(Collected data entries)
--- START ---
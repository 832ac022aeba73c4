//! Loading comment corpora from disk.

use std::path::Path;
use std::str::FromStr;

use regex::Regex;
use serde::Deserialize;
use tracing::{debug, info, warn};

use crate::document::Comment;
use crate::error::{Result, TopicError};

#[derive(Debug, Clone, Copy, PartialEq, Eq)]
pub enum CorpusFormat {
    /// Documents separated by runs of four or more blank lines
    Text,
    /// A JSON array of strings or of `{"body": ...}` objects
    Json,
    /// An mbox archive; each message's text body is one document
    Mbox,
}

impl CorpusFormat {
    /// Guess the format from a file extension, defaulting to plain text.
    pub fn from_path(path: &Path) -> Self {
        match path.extension().and_then(|ext| ext.to_str()) {
            Some("json") => CorpusFormat::Json,
            Some("mbox") => CorpusFormat::Mbox,
            _ => CorpusFormat::Text,
        }
    }
}

impl FromStr for CorpusFormat {
    type Err = TopicError;

    fn from_str(s: &str) -> Result<Self> {
        match s.to_ascii_lowercase().as_str() {
            "text" | "txt" => Ok(CorpusFormat::Text),
            "json" => Ok(CorpusFormat::Json),
            "mbox" => Ok(CorpusFormat::Mbox),
            other => Err(TopicError::Configuration(format!(
                "unknown corpus format '{}'",
                other
            ))),
        }
    }
}

pub fn load(path: impl AsRef<Path>, format: CorpusFormat) -> Result<Vec<Comment>> {
    let path = path.as_ref();
    let comments = match format {
        CorpusFormat::Text => parse_text(&std::fs::read_to_string(path)?),
        CorpusFormat::Json => parse_json(&std::fs::read_to_string(path)?)?,
        CorpusFormat::Mbox => load_mbox(path)?,
    };
    info!(path = %path.display(), documents = comments.len(), "Loaded corpus");
    Ok(comments)
}

/// Split on runs of at least four blank lines. Shorter gaps are paragraph
/// breaks inside one document.
pub fn parse_text(raw: &str) -> Vec<Comment> {
    let separator = Regex::new(r"\n([ \t\r]*\n){4,}").expect("separator pattern is valid");
    separator
        .split(raw)
        .map(str::trim)
        .filter(|body| !body.is_empty())
        .enumerate()
        .map(|(id, body)| Comment::new(id, body))
        .collect()
}

#[derive(Deserialize)]
#[serde(untagged)]
enum JsonEntry {
    Plain(String),
    Record { body: String },
}

pub fn parse_json(raw: &str) -> Result<Vec<Comment>> {
    let entries: Vec<JsonEntry> = serde_json::from_str(raw)?;
    Ok(entries
        .into_iter()
        .enumerate()
        .map(|(id, entry)| match entry {
            JsonEntry::Plain(body) | JsonEntry::Record { body } => Comment::new(id, body),
        })
        .collect())
}

/// Hand-clustered examples: a JSON array of clusters, each an array of
/// document bodies. Returns the documents and their cluster indices.
pub fn load_labeled(path: impl AsRef<Path>) -> Result<(Vec<Comment>, Vec<usize>)> {
    parse_labeled(&std::fs::read_to_string(path)?)
}

pub fn parse_labeled(raw: &str) -> Result<(Vec<Comment>, Vec<usize>)> {
    let clusters: Vec<Vec<String>> = serde_json::from_str(raw)?;
    let mut comments = Vec::new();
    let mut labels = Vec::new();
    for (label, cluster) in clusters.into_iter().enumerate() {
        for body in cluster {
            comments.push(Comment::new(comments.len(), body));
            labels.push(label);
        }
    }
    Ok((comments, labels))
}

fn load_mbox(path: &Path) -> Result<Vec<Comment>> {
    let mbox = mbox_reader::MboxFile::from_file(path).map_err(|e| TopicError::Mbox(e.to_string()))?;
    let parser = mail_parser::MessageParser::new();
    let mut comments = Vec::new();

    for (i, entry) in mbox.iter().enumerate() {
        if i % 100 == 0 {
            debug!(message = i, "Processing mbox message");
        }

        let Some(message_bytes) = entry.message() else {
            warn!(start = entry.start().as_str(), "No message");
            continue;
        };

        let Some(message) = parser.parse(message_bytes) else {
            warn!(start = entry.start().as_str(), "Failed to parse message");
            continue;
        };

        let Some(body) = message.body_text(0) else {
            debug!(start = entry.start().as_str(), "Message has no text body");
            continue;
        };

        let body = body.trim();
        if !body.is_empty() {
            comments.push(Comment::new(comments.len(), body));
        }
    }

    Ok(comments)
}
--- END ---
§ **WHAT IS NEEDED**
Show all lines above holding "impl".

§ **TASK RESPONSE**
impl CorpusFormat {
impl FromStr for CorpusFormat {
pub fn load(path: impl AsRef<Path>, format: CorpusFormat) -> Result<Vec<Comment>> {
pub fn load_labeled(path: impl AsRef<Path>) -> Result<(Vec<Comment>, Vec<usize>)> {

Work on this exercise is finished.